▶ [Exercise input]:
•••••

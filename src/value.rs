//! A dynamically typed projection of decoded messages.

use std::collections::BTreeMap;

/// A generic view of a message tree, produced by generated `to_value`
/// methods.
///
/// Sub-messages are recursively unwrapped into [`Value::Message`] maps keyed
/// by field-group name; repeated fields become [`Value::List`], map fields
/// become [`Value::Map`], and scalars pass through.
#[derive(Clone, Debug, PartialEq)]
pub enum Value {
    /// An absent optional field or optional oneof group.
    None,
    Bool(bool),
    I32(i32),
    I64(i64),
    U32(u32),
    U64(u64),
    F32(f32),
    F64(f64),
    String(String),
    Bytes(Vec<u8>),
    /// An enum member, by declared name.
    Enum(&'static str),
    List(Vec<Value>),
    Map(BTreeMap<MapKey, Value>),
    Message(BTreeMap<&'static str, Value>),
}

/// The key of a [`Value::Map`] entry.
///
/// Restricted to the types that are legal protobuf map keys.
#[derive(Clone, Debug, PartialEq, Eq, PartialOrd, Ord, Hash)]
pub enum MapKey {
    Bool(bool),
    I32(i32),
    I64(i64),
    U32(u32),
    U64(u64),
    String(String),
}

impl Value {
    /// The fields of a message value, if this is one.
    pub fn as_message(&self) -> Option<&BTreeMap<&'static str, Value>> {
        match self {
            Value::Message(fields) => Some(fields),
            _ => None,
        }
    }

    pub fn is_none(&self) -> bool {
        matches!(self, Value::None)
    }
}
/// The map collection type generated for protobuf `map` fields.
#[non_exhaustive]
#[derive(Default, Clone, Copy, Debug, PartialEq, Eq)]
pub enum MapType {
    /// The [`std::collections::BTreeMap`] type. Deterministic iteration
    /// order, so serialization is byte-stable for equal messages.
    #[default]
    BTreeMap,
    /// The [`std::collections::HashMap`] type.
    HashMap,
}

impl MapType {
    /// The runtime encoding module implementing this collection.
    pub(crate) fn codec_module(&self) -> &'static str {
        match self {
            MapType::BTreeMap => "btree_map",
            MapType::HashMap => "hash_map",
        }
    }

    /// The fully-qualified Rust type for the collection.
    pub(crate) fn rust_type(&self) -> &'static str {
        match self {
            MapType::BTreeMap => "::std::collections::BTreeMap",
            MapType::HashMap => "::std::collections::HashMap",
        }
    }
}
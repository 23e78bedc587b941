//! Cursor over the input buffer of a decode operation.

use crate::error::{DecodeError, DecodeErrorKind};

/// A bounds-checked reader over a borrowed byte buffer.
///
/// Tracks the absolute byte offset from the start of the buffer so that decode
/// errors can point at the offending field, and so that unknown fields can be
/// captured verbatim (tag bytes included) from the consumed span.
#[derive(Debug)]
pub struct WireReader<'a> {
    buf: &'a [u8],
    pos: usize,
}

impl<'a> WireReader<'a> {
    pub fn new(buf: &'a [u8]) -> WireReader<'a> {
        WireReader { buf, pos: 0 }
    }

    /// The absolute offset of the next unread byte.
    #[inline]
    pub fn position(&self) -> usize {
        self.pos
    }

    #[inline]
    pub fn remaining(&self) -> usize {
        self.buf.len() - self.pos
    }

    #[inline]
    pub fn is_eof(&self) -> bool {
        self.pos == self.buf.len()
    }

    #[inline]
    pub fn get_u8(&mut self) -> Result<u8, DecodeError> {
        let byte = *self
            .buf
            .get(self.pos)
            .ok_or(DecodeErrorKind::Truncated)?;
        self.pos += 1;
        Ok(byte)
    }

    /// Reads the next `len` bytes as a slice of the underlying buffer.
    #[inline]
    pub fn read_bytes(&mut self, len: usize) -> Result<&'a [u8], DecodeError> {
        if len > self.remaining() {
            return Err(DecodeErrorKind::Truncated.into());
        }
        let bytes = &self.buf[self.pos..self.pos + len];
        self.pos += len;
        Ok(bytes)
    }

    /// Advances past `len` bytes without inspecting them.
    #[inline]
    pub fn skip(&mut self, len: usize) -> Result<(), DecodeError> {
        if len > self.remaining() {
            return Err(DecodeErrorKind::Truncated.into());
        }
        self.pos += len;
        Ok(())
    }

    #[inline]
    pub fn get_u32_le(&mut self) -> Result<u32, DecodeError> {
        let bytes = self.read_bytes(4)?;
        Ok(u32::from_le_bytes(bytes.try_into().unwrap()))
    }

    #[inline]
    pub fn get_u64_le(&mut self) -> Result<u64, DecodeError> {
        let bytes = self.read_bytes(8)?;
        Ok(u64::from_le_bytes(bytes.try_into().unwrap()))
    }

    #[inline]
    pub fn get_i32_le(&mut self) -> Result<i32, DecodeError> {
        Ok(self.get_u32_le()? as i32)
    }

    #[inline]
    pub fn get_i64_le(&mut self) -> Result<i64, DecodeError> {
        Ok(self.get_u64_le()? as i64)
    }

    #[inline]
    pub fn get_f32_le(&mut self) -> Result<f32, DecodeError> {
        Ok(f32::from_le_bytes(self.read_bytes(4)?.try_into().unwrap()))
    }

    #[inline]
    pub fn get_f64_le(&mut self) -> Result<f64, DecodeError> {
        Ok(f64::from_le_bytes(self.read_bytes(8)?.try_into().unwrap()))
    }

    /// The raw bytes consumed since `start`, which must be a position
    /// previously returned by [`WireReader::position`].
    #[inline]
    pub fn raw_since(&self, start: usize) -> &'a [u8] {
        debug_assert!(start <= self.pos);
        &self.buf[start..self.pos]
    }
}
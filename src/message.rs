use ::bytes::BufMut;

use crate::encoding::varint::{encode_varint, encoded_len_varint};
use crate::encoding::wire_type::WireType;
use crate::encoding::{decode_key, message, DecodeContext, DecodeOptions};
use crate::reader::WireReader;
use crate::DecodeError;
use crate::EncodeError;

/// A Protocol Buffers message.
///
/// Implemented by generated message types; the required methods are produced
/// by the code generator and dispatch on hard-coded field numbers.
pub trait Message: Send + Sync {
    /// Encodes the message to a buffer.
    ///
    /// This method will panic if the buffer has insufficient capacity.
    ///
    /// Meant to be used only by `Message` implementations.
    #[doc(hidden)]
    fn encode_raw(&self, buf: &mut impl BufMut)
    where
        Self: Sized;

    /// Decodes a field from a reader, and merges it into `self`.
    ///
    /// `field_start` is the offset of the field's key, used for error context
    /// and verbatim unknown-field capture.
    ///
    /// Meant to be used only by `Message` implementations.
    #[doc(hidden)]
    fn merge_field(
        &mut self,
        field_number: u32,
        wire_type: WireType,
        field_start: usize,
        r: &mut WireReader<'_>,
        ctx: DecodeContext,
    ) -> Result<(), DecodeError>
    where
        Self: Sized;

    /// Returns the encoded length of the message without a length delimiter.
    fn encoded_len(&self) -> usize;

    /// Encodes the message to a buffer.
    ///
    /// An error will be returned if the buffer does not have sufficient capacity.
    fn encode(&self, buf: &mut impl BufMut) -> Result<(), EncodeError>
    where
        Self: Sized,
    {
        let required = self.encoded_len();
        let remaining = buf.remaining_mut();
        if required > remaining {
            return Err(EncodeError::new(required, remaining));
        }

        self.encode_raw(buf);
        Ok(())
    }

    /// Encodes the message to a newly allocated buffer.
    fn encode_to_vec(&self) -> Vec<u8>
    where
        Self: Sized,
    {
        let mut buf = Vec::with_capacity(self.encoded_len());

        self.encode_raw(&mut buf);
        buf
    }

    /// Encodes the message with a length-delimiter to a buffer.
    ///
    /// An error will be returned if the buffer does not have sufficient capacity.
    fn encode_length_delimited(&self, buf: &mut impl BufMut) -> Result<(), EncodeError>
    where
        Self: Sized,
    {
        let len = self.encoded_len();
        let required = len + encoded_len_varint(len as u64);
        let remaining = buf.remaining_mut();
        if required > remaining {
            return Err(EncodeError::new(required, remaining));
        }
        encode_varint(len as u64, buf);
        self.encode_raw(buf);
        Ok(())
    }

    /// Encodes the message with a length-delimiter to a newly allocated buffer.
    fn encode_length_delimited_to_vec(&self) -> Vec<u8>
    where
        Self: Sized,
    {
        let len = self.encoded_len();
        let mut buf = Vec::with_capacity(len + encoded_len_varint(len as u64));

        encode_varint(len as u64, &mut buf);
        self.encode_raw(&mut buf);
        buf
    }

    /// Decodes an instance of the message from a buffer with the default
    /// options.
    ///
    /// The entire buffer will be consumed.
    fn decode(buf: &[u8]) -> Result<Self, DecodeError>
    where
        Self: Default,
    {
        Self::decode_with(buf, DecodeOptions::default())
    }

    /// Decodes an instance of the message from a buffer.
    ///
    /// The entire buffer will be consumed. On failure the partially decoded
    /// instance is discarded.
    fn decode_with(buf: &[u8], options: DecodeOptions) -> Result<Self, DecodeError>
    where
        Self: Default,
    {
        let mut message = Self::default();
        message.merge_with(buf, options).map(|_| message)
    }

    /// Decodes a length-delimited instance of the message from the buffer.
    fn decode_length_delimited(buf: &[u8]) -> Result<Self, DecodeError>
    where
        Self: Default,
    {
        let mut message = Self::default();
        message.merge_length_delimited(buf)?;
        Ok(message)
    }

    /// Decodes an instance of the message from a buffer, and merges it into
    /// `self` with the default options.
    fn merge(&mut self, buf: &[u8]) -> Result<(), DecodeError>
    where
        Self: Sized,
    {
        self.merge_with(buf, DecodeOptions::default())
    }

    /// Decodes an instance of the message from a buffer, and merges it into
    /// `self`.
    ///
    /// Singular and optional fields overwrite (last wins); repeated and map
    /// fields accumulate.
    fn merge_with(&mut self, buf: &[u8], options: DecodeOptions) -> Result<(), DecodeError>
    where
        Self: Sized,
    {
        let ctx = DecodeContext::new(options);
        let mut r = WireReader::new(buf);
        while !r.is_eof() {
            let field_start = r.position();
            let (field_number, wire_type) = decode_key(&mut r)?;
            self.merge_field(field_number, wire_type, field_start, &mut r, ctx)?;
        }
        Ok(())
    }

    /// Decodes a length-delimited instance of the message from buffer, and
    /// merges it into `self`.
    fn merge_length_delimited(&mut self, buf: &[u8]) -> Result<(), DecodeError>
    where
        Self: Sized,
    {
        let mut r = WireReader::new(buf);
        message::merge(
            WireType::LengthDelimited,
            self,
            &mut r,
            DecodeContext::default(),
        )
    }

    /// Clears the message, resetting all fields to their default.
    fn clear(&mut self);
}

impl<M> Message for Box<M>
where
    M: Message,
{
    fn encode_raw(&self, buf: &mut impl BufMut) {
        (**self).encode_raw(buf)
    }
    fn merge_field(
        &mut self,
        field_number: u32,
        wire_type: WireType,
        field_start: usize,
        r: &mut WireReader<'_>,
        ctx: DecodeContext,
    ) -> Result<(), DecodeError> {
        (**self).merge_field(field_number, wire_type, field_start, r, ctx)
    }
    fn encoded_len(&self) -> usize {
        (**self).encoded_len()
    }
    fn clear(&mut self) {
        (**self).clear()
    }
}
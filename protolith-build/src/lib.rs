#![doc(html_root_url = "https://docs.rs/protolith-build/0.1.0")]

//! `protolith-build` compiles parsed proto3 schema descriptors into Rust
//! modules targeting the `protolith` runtime.
//!
//! `protolith-build` is designed to be used for build-time code generation as
//! part of a Cargo build-script. The `.proto` source parser is an external
//! collaborator; this crate consumes its output, an in-memory
//! [`Module`]/[`Message`]/[`Enum`] descriptor tree, and emits one generated
//! file per compilation unit.
//!
//! ```rust,no_run
//! use protolith_build::{Enum, Field, FieldGroup, FieldType, Message, Module};
//!
//! fn main() -> std::io::Result<()> {
//!     let module = Module {
//!         name: "items".to_string(),
//!         enums: vec![Enum {
//!             name: "Size".to_string(),
//!             values: vec![
//!                 ("SIZE_SMALL".to_string(), 0),
//!                 ("SIZE_LARGE".to_string(), 1),
//!             ],
//!         }],
//!         messages: vec![Message {
//!             name: "Shirt".to_string(),
//!             groups: vec![
//!                 FieldGroup::single(Field::singular("color", 1, FieldType::String)),
//!                 FieldGroup::single(Field::singular("size", 2, FieldType::enum_ref("Size"))),
//!             ],
//!         }],
//!     };
//!     protolith_build::compile_modules(&[module])
//! }
//! ```
//!
//! The generated file is then included where it should live:
//!
//! ```rust,ignore
//! pub mod items {
//!     include!(concat!(env!("OUT_DIR"), "/protolith.rs"));
//! }
//! ```

use std::collections::HashMap;
use std::env;
use std::fs;
use std::io;
use std::path::PathBuf;

use log::debug;
use multimap::MultiMap;

mod code_generator;
mod collections;
mod ident;
mod message_graph;
mod schema;

use crate::code_generator::CodeGenerator;
use crate::ident::{to_snake, to_upper_camel};
use crate::message_graph::{qualify, MessageGraph};

pub use crate::collections::MapType;
pub use crate::schema::{
    Cardinality, Enum, Field, FieldGroup, FieldType, MapKeyType, Message, Module, OneofGroup,
    TypeRef,
};

/// Configuration options for schema code generation.
pub struct Config {
    file_name: String,
    map_type: MapType,
    out_dir: Option<PathBuf>,
}

impl Config {
    /// Creates a new code generator configuration with default options.
    pub fn new() -> Config {
        Config::default()
    }

    /// Sets the output directory. Defaults to the `OUT_DIR` environment
    /// variable, which is set by Cargo for build scripts.
    pub fn out_dir(&mut self, path: impl Into<PathBuf>) -> &mut Config {
        self.out_dir = Some(path.into());
        self
    }

    /// Sets the name of the generated file. Defaults to `protolith.rs`.
    pub fn file_name(&mut self, name: impl Into<String>) -> &mut Config {
        self.file_name = name.into();
        self
    }

    /// Sets the collection type generated for map fields.
    pub fn map_type(&mut self, map_type: MapType) -> &mut Config {
        self.map_type = map_type;
        self
    }

    pub(crate) fn map_collection(&self) -> MapType {
        self.map_type
    }

    /// Generates the source text for a compilation unit.
    pub fn generate(&self, modules: &[Module]) -> io::Result<String> {
        let unit = Unit::build(modules)?;
        let message_graph = MessageGraph::new(modules);
        validate(modules, &unit, &message_graph)?;

        let mut buf = String::new();
        buf.push_str("// This file is @generated by protolith-build.\n");
        self.append_aliases(modules, &mut buf);

        for module in modules {
            debug!("module: {:?}", module.name);
            CodeGenerator::generate(self, &message_graph, module, &mut buf);
        }

        Ok(buf)
    }

    /// Generates the compilation unit and writes it into the output
    /// directory.
    pub fn compile(&self, modules: &[Module]) -> io::Result<()> {
        let target = match &self.out_dir {
            Some(dir) => dir.clone(),
            None => env::var_os("OUT_DIR")
                .map(PathBuf::from)
                .ok_or_else(|| {
                    io::Error::new(
                        io::ErrorKind::Other,
                        "OUT_DIR environment variable is not set",
                    )
                })?,
        };

        let content = self.generate(modules)?;
        fs::write(target.join(&self.file_name), content)
    }

    /// Emits an unqualified `pub use` alias for every type whose name is
    /// unique across all modules of the unit.
    fn append_aliases(&self, modules: &[Module], buf: &mut String) {
        let mut names: MultiMap<String, &str> = MultiMap::new();
        for module in modules {
            for desc in &module.enums {
                names.insert(to_upper_camel(&desc.name), module.name.as_str());
            }
            for message in &module.messages {
                names.insert(to_upper_camel(&message.name), module.name.as_str());
            }
        }

        let mut any = false;
        for module in modules {
            let type_names = module
                .enums
                .iter()
                .map(|desc| desc.name.as_str())
                .chain(module.messages.iter().map(|message| message.name.as_str()));
            for name in type_names {
                let name = to_upper_camel(name);
                if names.get_vec(&name).map(Vec::len) == Some(1) {
                    buf.push_str(&format!(
                        "pub use self::{}::{};\n",
                        to_snake(&module.name),
                        name
                    ));
                    any = true;
                }
            }
        }
        if any {
            buf.push('\n');
        }
    }
}

impl Default for Config {
    fn default() -> Config {
        Config {
            file_name: "protolith.rs".to_string(),
            map_type: MapType::default(),
            out_dir: None,
        }
    }
}

/// Compiles a set of schema modules with the default configuration.
pub fn compile_modules(modules: &[Module]) -> io::Result<()> {
    Config::new().compile(modules)
}

#[derive(Clone, Copy, Debug, PartialEq, Eq)]
pub(crate) enum SymbolKind {
    Enum,
    Message,
}

/// The symbol table of one compilation unit.
pub(crate) struct Unit {
    symbols: HashMap<(String, String), SymbolKind>,
}

impl Unit {
    fn build(modules: &[Module]) -> io::Result<Unit> {
        let mut module_names: HashMap<String, &str> = HashMap::new();
        for module in modules {
            if module.name.is_empty() {
                return Err(invalid_input("module with empty name".to_string()));
            }
            if let Some(first) = module_names.insert(to_snake(&module.name), &module.name) {
                return Err(invalid_input(format!(
                    "module name collision: {:?} and {:?}",
                    first, module.name
                )));
            }
        }

        let mut symbols = HashMap::new();
        for module in modules {
            let type_names = module
                .enums
                .iter()
                .map(|desc| (desc.name.as_str(), SymbolKind::Enum))
                .chain(
                    module
                        .messages
                        .iter()
                        .map(|message| (message.name.as_str(), SymbolKind::Message)),
                );
            for (name, kind) in type_names {
                if name.is_empty() {
                    return Err(invalid_input(format!(
                        "type with empty name in module {:?}",
                        module.name
                    )));
                }
                let previous =
                    symbols.insert((module.name.clone(), to_upper_camel(name)), kind);
                if previous.is_some() {
                    return Err(invalid_input(format!(
                        "type name collision in module {:?}: {}",
                        module.name, name
                    )));
                }
            }
        }

        Ok(Unit { symbols })
    }

    fn lookup(&self, module: &str, type_ref: &TypeRef) -> Option<SymbolKind> {
        let module = type_ref.module.as_deref().unwrap_or(module);
        self.symbols
            .get(&(module.to_string(), to_upper_camel(&type_ref.name)))
            .copied()
    }
}

fn validate(modules: &[Module], unit: &Unit, message_graph: &MessageGraph) -> io::Result<()> {
    for module in modules {
        for desc in &module.enums {
            validate_enum(module, desc)?;
        }
        for message in &module.messages {
            validate_message(module, message, unit, message_graph)?;
        }
    }
    Ok(())
}

fn validate_enum(module: &Module, desc: &Enum) -> io::Result<()> {
    let context = format!("enum {}.{}", module.name, desc.name);
    if desc.values.is_empty() {
        return Err(invalid_input(format!("{} has no values", context)));
    }
    if !desc.values.iter().any(|(_, value)| *value == 0) {
        return Err(invalid_input(format!(
            "{} is missing the mandatory zero value",
            context
        )));
    }

    let mut names = HashMap::new();
    let mut numbers = HashMap::new();
    for (name, value) in &desc.values {
        let variant = crate::code_generator::variant_ident(&desc.name, name);
        if let Some(first) = names.insert(variant.clone(), name) {
            return Err(invalid_input(format!(
                "{} value name collision: {:?} and {:?} (both map to {})",
                context, first, name, variant
            )));
        }
        if numbers.insert(*value, name).is_some() {
            return Err(invalid_input(format!(
                "{} declares value {} twice",
                context, value
            )));
        }
    }
    Ok(())
}

fn validate_message(
    module: &Module,
    message: &Message,
    unit: &Unit,
    message_graph: &MessageGraph,
) -> io::Result<()> {
    let context = format!("message {}.{}", module.name, message.name);

    let mut group_names = HashMap::new();
    let mut numbers = HashMap::new();
    for group in &message.groups {
        if group_names
            .insert(to_snake(group.name()), group.name())
            .is_some()
        {
            return Err(invalid_input(format!(
                "{} group name collision: {:?}",
                context, group.name()
            )));
        }

        for field in group.fields() {
            if !(protolith::encoding::MIN_TAG..=protolith::encoding::MAX_TAG)
                .contains(&field.number)
            {
                return Err(invalid_input(format!(
                    "{} field {:?} has out-of-range number {}",
                    context, field.name, field.number
                )));
            }
            if numbers.insert(field.number, &field.name).is_some() {
                return Err(invalid_input(format!(
                    "{} declares field number {} twice",
                    context, field.number
                )));
            }
            if matches!(field.ty, FieldType::Map { .. })
                && field.cardinality != Cardinality::Singular
            {
                return Err(invalid_input(format!(
                    "{} map field {:?} must be singular",
                    context, field.name
                )));
            }
            validate_field_type(module, &field.ty, &context, &field.name, unit)?;
        }

        if let FieldGroup::Oneof(oneof) = group {
            if oneof.fields.is_empty() {
                return Err(invalid_input(format!(
                    "{} oneof {:?} has no fields",
                    context, oneof.name
                )));
            }
            for field in &oneof.fields {
                if field.cardinality != Cardinality::Singular {
                    return Err(invalid_input(format!(
                        "{} oneof {:?} field {:?} must be singular",
                        context, oneof.name, field.name
                    )));
                }
                if matches!(field.ty, FieldType::Map { .. }) {
                    return Err(invalid_input(format!(
                        "{} oneof {:?} field {:?} may not be a map",
                        context, oneof.name, field.name
                    )));
                }
            }
            // A non-optional group defaults to its first candidate; a
            // recursive message there would have an unconstructible default.
            if !oneof.optional {
                if let FieldType::Message(type_ref) = &oneof.fields[0].ty {
                    let target = qualify(
                        type_ref.module.as_deref().unwrap_or(&module.name),
                        &type_ref.name,
                    );
                    let container = qualify(&module.name, &message.name);
                    if message_graph.is_nested(&target, &container) {
                        return Err(invalid_input(format!(
                            "{} oneof {:?} must be optional: its first candidate \
                             recursively contains the message",
                            context, oneof.name
                        )));
                    }
                }
            }
        }
    }

    Ok(())
}

fn validate_field_type(
    module: &Module,
    ty: &FieldType,
    context: &str,
    field_name: &str,
    unit: &Unit,
) -> io::Result<()> {
    match ty {
        FieldType::Enum(type_ref) => match unit.lookup(&module.name, type_ref) {
            Some(SymbolKind::Enum) => Ok(()),
            Some(SymbolKind::Message) => Err(invalid_input(format!(
                "{} field {:?}: {:?} is a message, not an enum",
                context, field_name, type_ref.name
            ))),
            None => Err(invalid_input(format!(
                "{} field {:?}: unresolved enum reference {:?}",
                context, field_name, type_ref.name
            ))),
        },
        FieldType::Message(type_ref) => match unit.lookup(&module.name, type_ref) {
            Some(SymbolKind::Message) => Ok(()),
            Some(SymbolKind::Enum) => Err(invalid_input(format!(
                "{} field {:?}: {:?} is an enum, not a message",
                context, field_name, type_ref.name
            ))),
            None => Err(invalid_input(format!(
                "{} field {:?}: unresolved message reference {:?}",
                context, field_name, type_ref.name
            ))),
        },
        FieldType::Map { value, .. } => {
            if matches!(**value, FieldType::Map { .. }) {
                return Err(invalid_input(format!(
                    "{} field {:?}: map values may not be maps",
                    context, field_name
                )));
            }
            validate_field_type(module, value, context, field_name, unit)
        }
        _ => Ok(()),
    }
}

fn invalid_input(message: String) -> io::Error {
    io::Error::new(io::ErrorKind::InvalidInput, message)
}
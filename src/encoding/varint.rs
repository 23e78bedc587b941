use ::bytes::BufMut;

use crate::error::{DecodeError, DecodeErrorKind};
use crate::reader::WireReader;

/// Encodes an integer value into LEB128 variable length format, and writes it
/// to the buffer. The buffer must have enough remaining space (maximum 10
/// bytes).
#[inline]
pub fn encode_varint(mut value: u64, buf: &mut impl BufMut) {
    // Varints are never more than 10 bytes
    for _ in 0..10 {
        if value < 0x80 {
            buf.put_u8(value as u8);
            break;
        } else {
            buf.put_u8(((value & 0x7F) | 0x80) as u8);
            value >>= 7;
        }
    }
}

/// Returns the encoded length of the value in LEB128 variable length format.
/// The returned value will be between 1 and 10, inclusive.
#[inline]
pub fn encoded_len_varint(value: u64) -> usize {
    // Based on [VarintSize64][1].
    // [1]: https://github.com/google/protobuf/blob/3.3.x/src/google/protobuf/io/coded_stream.h#L1301-L1309
    ((((value | 1).leading_zeros() ^ 63) * 9 + 73) / 64) as usize
}

/// Decodes a LEB128-encoded variable length integer from the reader.
///
/// Accepts at most 10 bytes: a continuation bit past the tenth byte, or a
/// tenth byte contributing anything above bit 63, fails the decode. Truncated
/// input is reported separately so callers can distinguish "need more data"
/// from corruption.
#[inline]
pub fn decode_varint(r: &mut WireReader<'_>) -> Result<u64, DecodeError> {
    let mut value = 0u64;
    for count in 0..10 {
        if r.is_eof() {
            return Err(DecodeErrorKind::Truncated.into());
        }
        let byte = r.get_u8()?;
        value |= u64::from(byte & 0x7F) << (count * 7);
        if byte <= 0x7F {
            // Check for u64 overflow in the final byte. See [`ConsumeVarint`][1].
            // [1]: https://github.com/protocolbuffers/protobuf-go/blob/v1.27.1/encoding/protowire/wire.go#L358
            if count == 9 && byte >= 0x02 {
                return Err(DecodeErrorKind::VarintTooLong.into());
            }
            return Ok(value);
        }
    }

    Err(DecodeErrorKind::VarintTooLong.into())
}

•••••

▶ [Work task]:
Where a line above contains the string "generation", tally it, then give the number alone.

▶ [Answer box]:
2